ゼルはすでにエントリーの受付を済ませた。


「見てろ、ルーナ!俺、一番になってやる!」

ゼルは気合いで燃えていた。


その時−。

大きな笑い声がする。

「が〜はっはっはっ!坊主!そんな細っこい身体で食べ物が胃に入るのか!?」

毛むくじゃらの男性。

身長も百九十ほどだが、横幅も広い。

かなりの巨体だった。

「悪いな、坊主!優勝はこのウルフ様がいただいた!」


(このオッサン・・・。
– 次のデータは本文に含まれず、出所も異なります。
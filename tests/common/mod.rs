#![allow(dead_code)]

pub use sumwatch_test_utils::init_tracing;

use std::path::Path;
use std::sync::Arc;

use sumwatch::engine::IngestPipeline;
use sumwatch::fs::FileSystem;
use sumwatch::store::RecordStore;
use sumwatch::watch::EventFilter;
use sumwatch_test_utils::builders::ConfigFileBuilder;

/// SHA-256 of the empty input.
pub const EMPTY_SHA256: &str =
    "e3b0c44298fc1c149afbf4c8996fb92427ae41e4649b934ca495991b7852b855";

/// SHA-256 of `b"hello"`.
pub const HELLO_SHA256: &str =
    "2cf24dba5fb0a30e26e83b2ac5b9e29e1b161e5c1fa7425e73043362938b9824";

/// Pipeline over `dir` with the default filter rules and `.sha256` sidecars.
pub fn default_pipeline(
    dir: &Path,
    store: Arc<dyn RecordStore>,
    fs: Arc<dyn FileSystem>,
) -> IngestPipeline {
    let cfg = ConfigFileBuilder::new().watch_dir(dir).build();
    let filter = EventFilter::from_config(&cfg).expect("default filter compiles");
    IngestPipeline::new(dir, filter, store, fs, cfg.sidecar_extension())
}
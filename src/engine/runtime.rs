// src/engine/runtime.rs

use std::fmt;
use std::sync::Arc;

use tokio::sync::mpsc;
use tracing::{debug, error, info};

use crate::errors::{Result, SumwatchError};
use crate::types::FileEvent;

use super::pipeline::IngestPipeline;
use super::report;
use super::{FailureStage, FileOutcome, RunStats, RuntimeEvent};

/// Drives the ingestion pipeline in response to `RuntimeEvent`s.
///
/// Events are handled strictly one at a time in arrival order. The
/// pipeline's blocking I/O runs on Tokio's blocking pool, but the loop
/// awaits each file before pulling the next event.
pub struct Runtime {
    pipeline: Arc<IngestPipeline>,
    event_rx: mpsc::Receiver<RuntimeEvent>,
    verbose: bool,
    stats: RunStats,
}

impl fmt::Debug for Runtime {
    fn fmt(&self, f: &mut fmt::Formatter<'_>) -> fmt::Result {
        f.debug_struct("Runtime")
            .field("pipeline", &self.pipeline)
            .field("stats", &self.stats)
            .finish_non_exhaustive()
    }
}

impl Runtime {
    pub fn new(
        pipeline: Arc<IngestPipeline>,
        event_rx: mpsc::Receiver<RuntimeEvent>,
        verbose: bool,
    ) -> Self {
        Self {
            pipeline,
            event_rx,
            verbose,
            stats: RunStats::default(),
        }
    }

    /// Main event loop.
    ///
    /// Returns the run's counters on `ShutdownRequested`. Returns
    /// `SourceError` if the source reports a failure or every sender is
    /// dropped without a shutdown request.
    pub async fn run(mut self) -> Result<RunStats> {
        info!(dir = ?self.pipeline.dir(), "sumwatch runtime started");

        loop {
            let event = match self.event_rx.recv().await {
                Some(e) => e,
                None => {
                    error!("notification channel closed unexpectedly");
                    return Err(SumwatchError::SourceError(
                        "notification channel closed unexpectedly".to_string(),
                    ));
                }
            };

            match event {
                RuntimeEvent::File(file_event) => {
                    let outcome = self.process(file_event).await;
                    report::emit(&outcome, self.verbose);
                    self.stats.record(&outcome);
                }
                RuntimeEvent::SourceFailed(msg) => {
                    error!(error = %msg, "notification source failed; stopping");
                    return Err(SumwatchError::SourceError(msg));
                }
                RuntimeEvent::ShutdownRequested => {
                    info!("shutdown requested; stopping runtime");
                    break;
                }
            }
        }

        let stats = self.stats;
        info!(
            recorded = stats.recorded,
            filtered = stats.filtered,
            deduped = stats.deduped,
            failed = stats.failed,
            diverged = stats.diverged,
            "runtime exiting"
        );
        Ok(stats)
    }

    async fn process(&self, event: FileEvent) -> FileOutcome {
        debug!(file = %event.name, kind = %event.kind, "runtime received file event");

        let pipeline = Arc::clone(&self.pipeline);
        let name = event.name.clone();

        match tokio::task::spawn_blocking(move || pipeline.process(&event)).await {
            Ok(outcome) => outcome,
            Err(err) => FileOutcome::Failed {
                name,
                stage: FailureStage::Internal,
                error: err.to_string(),
            },
        }
    }
}
// src/digest.rs

//! Streaming SHA-256 digests of watched files.

use std::io::{ErrorKind, Read};
use std::path::Path;

use sha2::{Digest, Sha256};
use tracing::debug;

use crate::errors::{Result, SumwatchError};
use crate::fs::FileSystem;

/// Size of each read fed into the hasher.
pub const CHUNK_SIZE: usize = 8 * 1024;

/// Name of the digest algorithm, as shown in reports.
pub const ALGORITHM: &str = "SHA256";

/// Compute the lowercase hex SHA-256 of the file at `path`.
///
/// The file is read in [`CHUNK_SIZE`] pieces so memory use does not depend on
/// file size. Any open or read failure yields [`SumwatchError::ReadError`];
/// a later call starts over from the first byte.
pub fn digest_file(fs: &dyn FileSystem, path: &Path) -> Result<String> {
    let mut reader = fs
        .open_read(path)
        .map_err(|e| SumwatchError::read(path, format!("{e:#}")))?;
    let digest = digest_reader(&mut reader).map_err(|e| SumwatchError::read(path, e))?;
    debug!(path = ?path, digest = %digest, "computed file digest");
    Ok(digest)
}

/// Hash everything `reader` yields until EOF.
pub fn digest_reader<R: Read + ?Sized>(reader: &mut R) -> std::io::Result<String> {
    let mut hasher = Sha256::new();
    let mut buf = [0u8; CHUNK_SIZE];
    loop {
        let n = match reader.read(&mut buf) {
            Ok(0) => break,
            Ok(n) => n,
            Err(e) if e.kind() == ErrorKind::Interrupted => continue,
            Err(e) => return Err(e),
        };
        hasher.update(&buf[..n]);
    }
    Ok(hex::encode(hasher.finalize()))
}
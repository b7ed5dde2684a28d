// src/config/mod.rs

//! Configuration loading and validation for sumwatch.
//!
//! Responsibilities:
//! - Define the TOML-backed data model (`model.rs`).
//! - Load a config file from disk, falling back to defaults (`loader.rs`).
//! - Validate it into an immutable `ConfigFile` (`validate.rs`).

pub mod loader;
pub mod model;
pub mod validate;

pub use loader::{load_and_validate, load_from_path, load_raw_or_default};
pub use model::{
    ConfigFile, FilterSection, RawConfigFile, ReportSection, SidecarSection, StoreSection,
    WatchSection,
};
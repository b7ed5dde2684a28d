use tokio::sync::mpsc;
use tokio::task::JoinHandle;

use sumwatch::engine::RuntimeEvent;
use sumwatch::types::FileEvent;

/// How a scripted source ends after delivering its events.
#[derive(Debug, Clone)]
pub enum SourceEnd {
    /// Ask the runtime to shut down cleanly.
    Shutdown,
    /// Report a notification failure.
    Fail(String),
    /// Drop the sender without saying anything.
    Hangup,
}

/// A stand-in notification source that replays a fixed list of events.
pub struct ScriptedSource {
    events: Vec<FileEvent>,
    end: SourceEnd,
}

impl ScriptedSource {
    pub fn new(events: Vec<FileEvent>) -> Self {
        Self {
            events,
            end: SourceEnd::Shutdown,
        }
    }

    pub fn ending_with(mut self, end: SourceEnd) -> Self {
        self.end = end;
        self
    }

    /// Build a channel, spawn the replay task and hand back the receiver
    /// for the runtime.
    pub fn spawn(self) -> (mpsc::Receiver<RuntimeEvent>, JoinHandle<()>) {
        let (tx, rx) = mpsc::channel(16);
        let handle = tokio::spawn(async move {
            for event in self.events {
                if tx.send(RuntimeEvent::File(event)).await.is_err() {
                    return;
                }
            }
            match self.end {
                SourceEnd::Shutdown => {
                    let _ = tx.send(RuntimeEvent::ShutdownRequested).await;
                }
                SourceEnd::Fail(msg) => {
                    let _ = tx.send(RuntimeEvent::SourceFailed(msg)).await;
                }
                SourceEnd::Hangup => drop(tx),
            }
        });
        (rx, handle)
    }
}
// src/fs/mod.rs

use std::fmt::Debug;
use std::fs;
use std::io::{Read, Write};
use std::path::{Path, PathBuf};

use anyhow::{Context, Result};

pub mod mock;

/// Abstract filesystem interface used by the digest engine, the sidecar
/// writer and the pipeline's existence checks.
pub trait FileSystem: Send + Sync + Debug {
    fn open_read(&self, path: &Path) -> Result<Box<dyn Read + Send>>;
    /// Create or truncate `path` and write `contents` to it.
    fn write(&self, path: &Path, contents: &[u8]) -> Result<()>;
    fn exists(&self, path: &Path) -> bool;
    /// True only for regular files (symlinks are followed).
    fn is_file(&self, path: &Path) -> bool;

    /// Return the entries of a directory as full paths.
    fn read_dir(&self, path: &Path) -> Result<Vec<PathBuf>>;
}

/// Backed by `std::fs`.
#[derive(Debug, Clone, Default)]
pub struct RealFileSystem;

impl FileSystem for RealFileSystem {
    fn open_read(&self, path: &Path) -> Result<Box<dyn Read + Send>> {
        fs::File::open(path)
            .map(|f| Box::new(f) as Box<dyn Read + Send>)
            .with_context(|| format!("opening {:?} for reading", path))
    }

    fn write(&self, path: &Path, contents: &[u8]) -> Result<()> {
        // Parent is the watched directory and must already exist.
        let mut file =
            fs::File::create(path).with_context(|| format!("creating {:?}", path))?;
        file.write_all(contents)
            .and_then(|_| file.flush())
            .with_context(|| format!("writing {:?}", path))
    }

    /// Follows symlinks: a dangling link does not exist.
    fn exists(&self, path: &Path) -> bool {
        fs::metadata(path).is_ok()
    }

    fn is_file(&self, path: &Path) -> bool {
        fs::metadata(path).map(|m| m.is_file()).unwrap_or(false)
    }

    fn read_dir(&self, path: &Path) -> Result<Vec<PathBuf>> {
        fs::read_dir(path)
            .with_context(|| format!("listing {:?}", path))?
            .map(|entry| {
                entry
                    .map(|e| e.path())
                    .with_context(|| format!("reading entry of {:?}", path))
            })
            .collect()
    }
}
何かムカつくな・・・。)


男性はどこかへ行ってしまった。


「エントリーした皆様!間もなく大会が始まりますので、会場の方へおこしください!」

アナウンスが入る。


「ゼル!頑張ってきてね!」ルーナがゼルの背中を押す。



「今回大会に参加するのはこの五名です!」

参加者達は席についた。

ゼルの左には先ほどのウルフと名乗った男がいる。


「さて、大会のルールを説明させて頂きます。今回、参加者に食べていただくのはこのハンバーガーです!」


山盛りに積まれたハンバーガーが五人の前に置かれる。


「このハンバーガーを一番たくさん食べることが出来た方が優勝となります!優勝者には何と・・・五十万コインを贈呈します!」

観客の声が大きくなった。

「制限時間は30分と設定させて頂きます。それでは、始めようと思います。準備は良いですか?それでは・・・・・・スタート!」

一斉に選手はハンバーガーに手を伸ばす。

ゼルも一つ目を口に運ぶ。味わっている暇など無い。

口の中に広がったのは・・・辛み!

「辛っえ〜!!!」

ゼルは喉に燃えるような痛みを感じた。


「このハンバーガー、実はマスタードがたっぷりの激辛ハンバーガーなのです!」


横を見ると、他の選手も喉に手をあてたり、水をがぶがぶ飲んだりしている。

ウルフを除いては。


「が〜はっはっはっ!てめ〜ら揃いも揃って情けねえな!俺はこの程度の辛さなんともねえ!」


現在、断トツでウルフがトップ。

気力でゼルが二位につけていた。


「ウルフ選手速い!既に五つめに手を延ばしています!」


腹は余裕だ。

しかし、辛さのせいで口に運ぶペースは自然と遅くなる。

(どうする・・・?このままだと・・・。)


ゼルは覚悟を決めた。

ウルフを上回るペースでハンバーガーを口に運んでいく!

彼を支えているのは精神力。それだけだ。


「ゼル選手速いです!あと僅かでウルフ選手に追い付きます!」


舌がおかしくなりそうなほど辛い物を連続して食べたため、ゼルは慣れ始めていた。


そして、ついにウルフと並んだ!

今の所ペースはほぼ同じ。先に満腹感を感じた方が負けとなる。


「ばくばくばく・・・。」

(俺の食欲なめんなよ!)


「ばくばくばく・・・。」

(このガキ、やるな!)



互いに一歩も譲らぬ接戦。次第に両者のペースは遅くなってきた。

(このガキ、なんつー胃袋してやがる!)


ウルフの腹はすでにパンパンで、逆流しそうな勢いだった。


ゼルは、飲み込む前に無理矢理次の一個を詰め込んでいる。

個数はゼルの方が圧倒的に上。


そこに、終了の笛がなった。


「おめでとうございます!優勝はゼル選手です!」


ゼルは腹の重さに堪えられず、倒れ込んでしまった。